Tapi kenyataannya sekarang
adalah, masih banyak juga pendidik yang menngunakan paradigma lama.
Belajar-mengajar secara monoton. Menerangkan materi satu buku penuh, tanpa
sedikitpun bumbu candaan, kemudian mempersilahkan peserta didik untuk
menanyakan yang belum jelas dari apa yang telas dipaparkan, dan respon peserta
didik diam itu justru lebih karena mereka jenuh. Sama sekali tidak memberi
motivasi.
Bagaimana menerapkan belajar
berbasis aneka sumber dalam pembelajaran?

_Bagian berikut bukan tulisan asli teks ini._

//! Constraint/validation engine for cooperative assignment scheduling.
//!
//! Detects scheduling conflicts (double-booking, availability mismatches)
//! and workload-imbalance signals across a set of tasks and assignments.
//! The engine only *validates* an existing assignment set for human
//! decision-making; it never solves or fills assignments itself.
//!
//! # Modules
//!
//! - **`models`**: Domain types — `Person`, `Availability`, `Task`,
//!   `Assignment`, `RuleViolation`, `MinuteWindow`
//! - **`snapshot`**: `DomainSnapshot`, the immutable per-evaluation view
//!   supplied by the storage collaborator
//! - **`constraints`**: the `Constraint` trait, `ConstraintRegistry`,
//!   built-in rules, and the evaluation engine
//! - **`metrics`**: per-person workload distribution aggregates
//! - **`validation`**: opt-in snapshot integrity diagnostics
//!
//! # Architecture
//!
//! Evaluation is a pure, synchronous computation: the caller obtains a
//! snapshot from storage, builds a `RuleContext` (tenant, actor,
//! timestamp), and receives a merged, deterministically ordered list of
//! violations. Hard violations should block confirmation in the
//! surrounding workflow; soft violations are advisory. A failing rule is
//! isolated and replaced by a synthetic soft violation, so callers always
//! get a list, never an engine failure.
//!
//! ```
//! use coop_assign::constraints::{engine, ConstraintRegistry, RuleContext};
//! use coop_assign::models::{Assignment, Task};
//! use coop_assign::snapshot::DomainSnapshot;
//!
//! let snapshot = DomainSnapshot::new(
//!     vec![
//!         Task::new("t1", "2025-08-10").with_times("09:00", "10:30"),
//!         Task::new("t2", "2025-08-10").with_times("10:00", "11:30"),
//!     ],
//!     vec![
//!         Assignment::new("a1", "t1", "ken"),
//!         Assignment::new("a2", "t2", "ken"),
//!     ],
//!     vec![],
//!     vec![],
//! );
//!
//! let registry = ConstraintRegistry::builtin();
//! let context = RuleContext::new("tenant-a", "admin", "2025-08-10T08:00:00Z");
//! let violations = engine::evaluate(&registry, &context, &snapshot);
//! assert_eq!(violations.len(), 1);
//! assert_eq!(violations[0].affected_assignments, vec!["a1", "a2"]);
//! ```

pub mod constraints;
pub mod metrics;
pub mod models;
pub mod snapshot;
pub mod validation;
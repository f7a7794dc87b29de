//! Evaluation engine.
//!
//! Runs every registered constraint against one snapshot, merges the
//! results, deduplicates exact duplicates, and orders the output
//! deterministically: hard before soft, then by detection timestamp, then
//! by the first affected assignment id.
//!
//! A failing constraint never aborts the call: its failure is replaced by
//! a single synthetic soft violation so that advisory tooling keeps
//! working when one rule misbehaves.
//!
//! With the `parallel` feature enabled, constraints run across a rayon
//! thread pool. Constraints have no data dependency on one another, and
//! the merge step sorts on a total order, so the output bytes are
//! identical either way.

use std::cmp::Ordering;
use std::collections::BTreeSet;
use std::sync::Arc;

use crate::metrics::{self, DistributionConfig, DistributionMetric};
use crate::models::RuleViolation;
use crate::snapshot::DomainSnapshot;

use super::{Constraint, ConstraintRegistry, RuleContext};

/// Violations plus the distribution metrics for the same snapshot.
#[derive(Debug, Clone, PartialEq)]
pub struct EvaluationReport {
    /// Merged, ordered violations from all constraints.
    pub violations: Vec<RuleViolation>,
    /// Per-person workload metrics over the snapshot's task date range.
    pub metrics: Vec<DistributionMetric>,
}

/// Evaluates every registered constraint against one snapshot.
///
/// Always returns a list (possibly empty); isolated rule failures surface
/// as synthetic soft violations, never as an error to the caller.
pub fn evaluate(
    registry: &ConstraintRegistry,
    context: &RuleContext,
    snapshot: &DomainSnapshot,
) -> Vec<RuleViolation> {
    let mut violations = run_constraints(registry, context, snapshot);

    // Exact duplicates (same level, message, and affected set) can arise
    // from overlapping rule coverage; keep the first.
    let mut seen = BTreeSet::new();
    violations.retain(|v| {
        seen.insert((v.level, v.message.clone(), v.affected_assignments.clone()))
    });

    violations.sort_by(compare_violations);
    violations
}

/// Evaluates constraints and computes distribution metrics in one pass.
///
/// The metric window is the snapshot's task date range; a snapshot without
/// tasks yields no metrics.
pub fn evaluate_report(
    registry: &ConstraintRegistry,
    context: &RuleContext,
    snapshot: &DomainSnapshot,
    config: &DistributionConfig,
) -> EvaluationReport {
    let violations = evaluate(registry, context, snapshot);
    let metrics = match snapshot.task_date_range() {
        Some((start, end)) => metrics::calculate(snapshot, start, end, config),
        None => Vec::new(),
    };
    EvaluationReport {
        violations,
        metrics,
    }
}

fn compare_violations(a: &RuleViolation, b: &RuleViolation) -> Ordering {
    a.level
        .cmp(&b.level)
        .then_with(|| a.detected_at.cmp(&b.detected_at))
        .then_with(|| a.first_affected().cmp(&b.first_affected()))
        .then_with(|| a.affected_assignments.cmp(&b.affected_assignments))
        .then_with(|| a.message.cmp(&b.message))
}

fn run_one(
    constraint: &Arc<dyn Constraint>,
    context: &RuleContext,
    snapshot: &DomainSnapshot,
) -> Vec<RuleViolation> {
    match constraint.evaluate(context, snapshot) {
        Ok(violations) => violations,
        Err(err) => vec![RuleViolation::soft(
            format!("constraint {} failed to evaluate: {err}", constraint.id()),
            Vec::new(),
            context.timestamp.clone(),
        )],
    }
}

#[cfg(not(feature = "parallel"))]
fn run_constraints(
    registry: &ConstraintRegistry,
    context: &RuleContext,
    snapshot: &DomainSnapshot,
) -> Vec<RuleViolation> {
    registry
        .iter()
        .flat_map(|constraint| run_one(constraint, context, snapshot))
        .collect()
}

#[cfg(feature = "parallel")]
fn run_constraints(
    registry: &ConstraintRegistry,
    context: &RuleContext,
    snapshot: &DomainSnapshot,
) -> Vec<RuleViolation> {
    use rayon::prelude::*;

    let constraints: Vec<&Arc<dyn Constraint>> = registry.iter().collect();
    constraints
        .par_iter()
        .map(|constraint| run_one(constraint, context, snapshot))
        .collect::<Vec<_>>()
        .into_iter()
        .flatten()
        .collect()
}

#[cfg(test)]
mod tests {
    use super::*;
    use crate::constraints::ConstraintError;
    use crate::models::{
        Assignment, Availability, AvailabilitySlot, ConstraintLevel, Person, Task,
    };

    fn ctx() -> RuleContext {
        RuleContext::new("tenant-a", "admin", "2025-08-10T08:00:00Z")
    }

    /// Snapshot with one double-booking and one availability conflict.
    fn conflicted_snapshot() -> DomainSnapshot {
        DomainSnapshot::new(
            vec![
                Task::new("ta", "2025-08-10").with_times("09:00", "10:30"),
                Task::new("tb", "2025-08-10").with_times("10:00", "11:30"),
                Task::new("tc", "2025-08-11").with_times("09:00", "11:00"),
            ],
            vec![
                Assignment::new("a1", "ta", "ken"),
                Assignment::new("a2", "tb", "ken"),
                Assignment::new("a3", "tc", "ume").confirmed(),
            ],
            vec![
                Person::new("ken").with_display_name("Ken"),
                Person::new("ume").with_display_name("Ume"),
            ],
            vec![Availability::new("av1", "ume", "2025-08-11", AvailabilitySlot::None)],
        )
    }

    #[derive(Debug)]
    struct AlwaysFails;

    impl Constraint for AlwaysFails {
        fn id(&self) -> &str {
            "always-fails"
        }
        fn level(&self) -> ConstraintLevel {
            ConstraintLevel::Hard
        }
        fn evaluate(
            &self,
            _context: &RuleContext,
            _snapshot: &DomainSnapshot,
        ) -> Result<Vec<RuleViolation>, ConstraintError> {
            Err(ConstraintError::new("deliberately broken"))
        }
    }

    /// Emits the same violation as the double-booking rule would, to
    /// exercise deduplication of overlapping rule coverage.
    #[derive(Debug)]
    struct Echo(RuleViolation);

    impl Constraint for Echo {
        fn id(&self) -> &str {
            "echo"
        }
        fn level(&self) -> ConstraintLevel {
            self.0.level
        }
        fn evaluate(
            &self,
            _context: &RuleContext,
            _snapshot: &DomainSnapshot,
        ) -> Result<Vec<RuleViolation>, ConstraintError> {
            Ok(vec![self.0.clone()])
        }
    }

    #[test]
    fn test_empty_registry_and_snapshot() {
        let registry = ConstraintRegistry::new();
        assert!(evaluate(&registry, &ctx(), &DomainSnapshot::default()).is_empty());

        let builtin = ConstraintRegistry::builtin();
        assert!(evaluate(&builtin, &ctx(), &DomainSnapshot::default()).is_empty());
    }

    #[test]
    fn test_builtin_conflicts_detected() {
        let registry = ConstraintRegistry::builtin();
        let violations = evaluate(&registry, &ctx(), &conflicted_snapshot());

        assert_eq!(violations.len(), 2);
        assert!(violations.iter().all(|v| v.level == ConstraintLevel::Hard));
        // Ordered by first affected assignment id: the double-booking
        // (a1, a2) before the availability mismatch (a3).
        assert_eq!(violations[0].affected_assignments, vec!["a1", "a2"]);
        assert_eq!(violations[1].affected_assignments, vec!["a3"]);
        // Every violation carries the evaluation timestamp.
        assert!(violations
            .iter()
            .all(|v| v.detected_at == "2025-08-10T08:00:00Z"));
    }

    #[test]
    fn test_determinism_repeated_calls() {
        let registry = ConstraintRegistry::builtin();
        let snapshot = conflicted_snapshot();
        let first = evaluate(&registry, &ctx(), &snapshot);
        let second = evaluate(&registry, &ctx(), &snapshot);
        assert_eq!(first, second);
    }

    #[test]
    fn test_determinism_input_order_independent() {
        let registry = ConstraintRegistry::builtin();
        let snapshot = conflicted_snapshot();

        let mut reversed = snapshot.clone();
        reversed.tasks.reverse();
        reversed.assignments.reverse();
        reversed.persons.reverse();
        reversed.availability.reverse();

        assert_eq!(
            evaluate(&registry, &ctx(), &snapshot),
            evaluate(&registry, &ctx(), &reversed)
        );
    }

    #[test]
    fn test_fail_soft_isolation() {
        let registry = ConstraintRegistry::builtin()
            .with_constraint(AlwaysFails)
            .unwrap();
        let violations = evaluate(&registry, &ctx(), &conflicted_snapshot());

        // Both built-in hard violations survive the broken constraint.
        let hard: Vec<_> = violations
            .iter()
            .filter(|v| v.level == ConstraintLevel::Hard)
            .collect();
        assert_eq!(hard.len(), 2);

        // Exactly one synthetic soft violation, sorted after the hard ones.
        let soft: Vec<_> = violations
            .iter()
            .filter(|v| v.level == ConstraintLevel::Soft)
            .collect();
        assert_eq!(soft.len(), 1);
        assert!(soft[0]
            .message
            .contains("constraint always-fails failed to evaluate"));
        assert!(soft[0].affected_assignments.is_empty());
        assert_eq!(violations.last().map(|v| v.level), Some(ConstraintLevel::Soft));
    }

    #[test]
    fn test_exact_duplicates_merged() {
        let registry = ConstraintRegistry::builtin();
        let base = evaluate(&registry, &ctx(), &conflicted_snapshot());
        let duplicate = base[0].clone();

        let with_echo = ConstraintRegistry::builtin()
            .with_constraint(Echo(duplicate))
            .unwrap();
        let violations = evaluate(&with_echo, &ctx(), &conflicted_snapshot());
        assert_eq!(violations, base);
    }

    #[test]
    fn test_report_includes_metrics() {
        let registry = ConstraintRegistry::builtin();
        let report = evaluate_report(
            &registry,
            &ctx(),
            &conflicted_snapshot(),
            &DistributionConfig::default(),
        );

        assert_eq!(report.violations.len(), 2);
        assert_eq!(report.metrics.len(), 2); // ken and ume
        assert_eq!(report.metrics[0].person_id, "ken");
        assert_eq!(report.metrics[0].total_assignments, 2);
        assert_eq!(report.metrics[0].period_start, "2025-08-10");
        assert_eq!(report.metrics[0].period_end, "2025-08-11");
    }

    #[test]
    fn test_report_empty_snapshot_has_no_metrics() {
        let registry = ConstraintRegistry::builtin();
        let report = evaluate_report(
            &registry,
            &ctx(),
            &DomainSnapshot::default(),
            &DistributionConfig::default(),
        );
        assert!(report.violations.is_empty());
        assert!(report.metrics.is_empty());
    }

    mod properties {
        use super::*;
        use proptest::prelude::*;

        fn arb_date() -> impl Strategy<Value = String> {
            (10u8..=13).prop_map(|d| format!("2025-08-{d:02}"))
        }

        fn arb_time_pair() -> impl Strategy<Value = (Option<String>, Option<String>)> {
            prop_oneof![
                Just((None, None)),
                (8u8..=11, 12u8..=15).prop_map(|(s, e)| {
                    (Some(format!("{s:02}:00")), Some(format!("{e:02}:00")))
                }),
                (8u8..=15).prop_map(|s| (Some(format!("{s:02}:00")), None)),
            ]
        }

        /// Ids are assigned by position so a generated snapshot never
        /// contains duplicate task ids or duplicate (person, date)
        /// availability records; those would make first-wins indexing
        /// depend on input order by construction.
        fn arb_snapshot() -> impl Strategy<Value = DomainSnapshot> {
            let tasks = prop::collection::vec((arb_date(), arb_time_pair()), 0..6).prop_map(
                |entries| {
                    entries
                        .into_iter()
                        .enumerate()
                        .map(|(i, (date, (start, end)))| {
                            let mut t = Task::new(format!("t{i}"), date);
                            t.start_time = start;
                            t.end_time = end;
                            t
                        })
                        .collect::<Vec<_>>()
                },
            );
            let assignments = prop::collection::vec((0u8..8, 0u8..5), 0..12).prop_map(|entries| {
                entries
                    .into_iter()
                    .enumerate()
                    .map(|(i, (t, p))| {
                        Assignment::new(format!("a{i}"), format!("t{t}"), format!("p{p}"))
                    })
                    .collect::<Vec<_>>()
            });
            let availability =
                prop::collection::btree_map((0u8..5, arb_date()), 0u8..4, 0..8).prop_map(|map| {
                    map.into_iter()
                        .map(|((p, date), slot)| {
                            let slot = match slot {
                                0 => AvailabilitySlot::None,
                                1 => AvailabilitySlot::Am,
                                2 => AvailabilitySlot::Pm,
                                _ => AvailabilitySlot::Full,
                            };
                            Availability::new(
                                format!("av{p}-{date}"),
                                format!("p{p}"),
                                date,
                                slot,
                            )
                        })
                        .collect::<Vec<_>>()
                });

            (tasks, assignments, availability).prop_map(
                |(tasks, assignments, availability)| {
                    DomainSnapshot::new(tasks, assignments, Vec::new(), availability)
                },
            )
        }

        proptest! {
            #[test]
            fn evaluate_is_deterministic(snapshot in arb_snapshot()) {
                let registry = ConstraintRegistry::builtin();
                let context = ctx();
                prop_assert_eq!(
                    evaluate(&registry, &context, &snapshot),
                    evaluate(&registry, &context, &snapshot)
                );
            }

            #[test]
            fn evaluate_ignores_input_order(snapshot in arb_snapshot()) {
                let registry = ConstraintRegistry::builtin();
                let context = ctx();
                let mut reversed = snapshot.clone();
                reversed.tasks.reverse();
                reversed.assignments.reverse();
                reversed.availability.reverse();
                prop_assert_eq!(
                    evaluate(&registry, &context, &snapshot),
                    evaluate(&registry, &context, &reversed)
                );
            }

            #[test]
            fn hard_violations_precede_soft(snapshot in arb_snapshot()) {
                let registry = ConstraintRegistry::builtin();
                let violations = evaluate(&registry, &ctx(), &snapshot);
                let levels: Vec<_> = violations.iter().map(|v| v.level).collect();
                let mut sorted = levels.clone();
                sorted.sort();
                prop_assert_eq!(levels, sorted);
            }
        }
    }
}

Pertama-tama, pendidik sendiri harus melakukan dan membiasakan diri
untuk memanfaatkan aneka sumber, sehingga akan memudahkan bagi
menentukan strategi yang tepat dalam memanfaatkan aneka sumber yang
memungkinkan terjadinya pencapaian kompetensi yang diharapkan.
Jika dalam sistem pendidikan, peserta didik tidak dipersiapkan untuk
dapat memberi makna terhadap informasi, serta menciptakannya menjadi
pengetahuan, kemudian menggunakan serta mengevaluasi pengetahuan yang
diciptakan orang lain, maka mereka akan menjadi selalu tertinggal.
Selanjutnya adalah menciptakan kondisi yang memungkinkan peserta didik
memiliki pengalaman belajar yang melalui berbagai sumber. Karena dengan begitu,
pendidik berhasil membuat peserta didik untuk berpendapat, sharing dan berbagi
informasi.
Selain itu pendidik harus mampu merencanakan, menciptakan dan menemukan
kegiatan yang bersifat menantang yang akan membuat peserta didik berpikir,
memberikan alasan logis dan menggunakan pemikiran secara baik. Cara seperti ini
akan lebih komunikatif, sehingga peserta didik tidak akan merasa bosan. Dan
yang perlu diingat adalah, pembelajaran tidak harus berada di dalam ruangan.
Belajar di alam terbuka bukan pilihan yang buruk, karena saat di alam terbuka jangkauan
pemikiran dan imajinasi peserta didik akan lebih luas. Juga energi semangat dan
cerianya bisa dua kali lebih besar dibanding dengan belajar indoor.
So, buat kelas (indoor / outdoor)
kita lebih berkesan lewat keBEBASan yang berkualitas!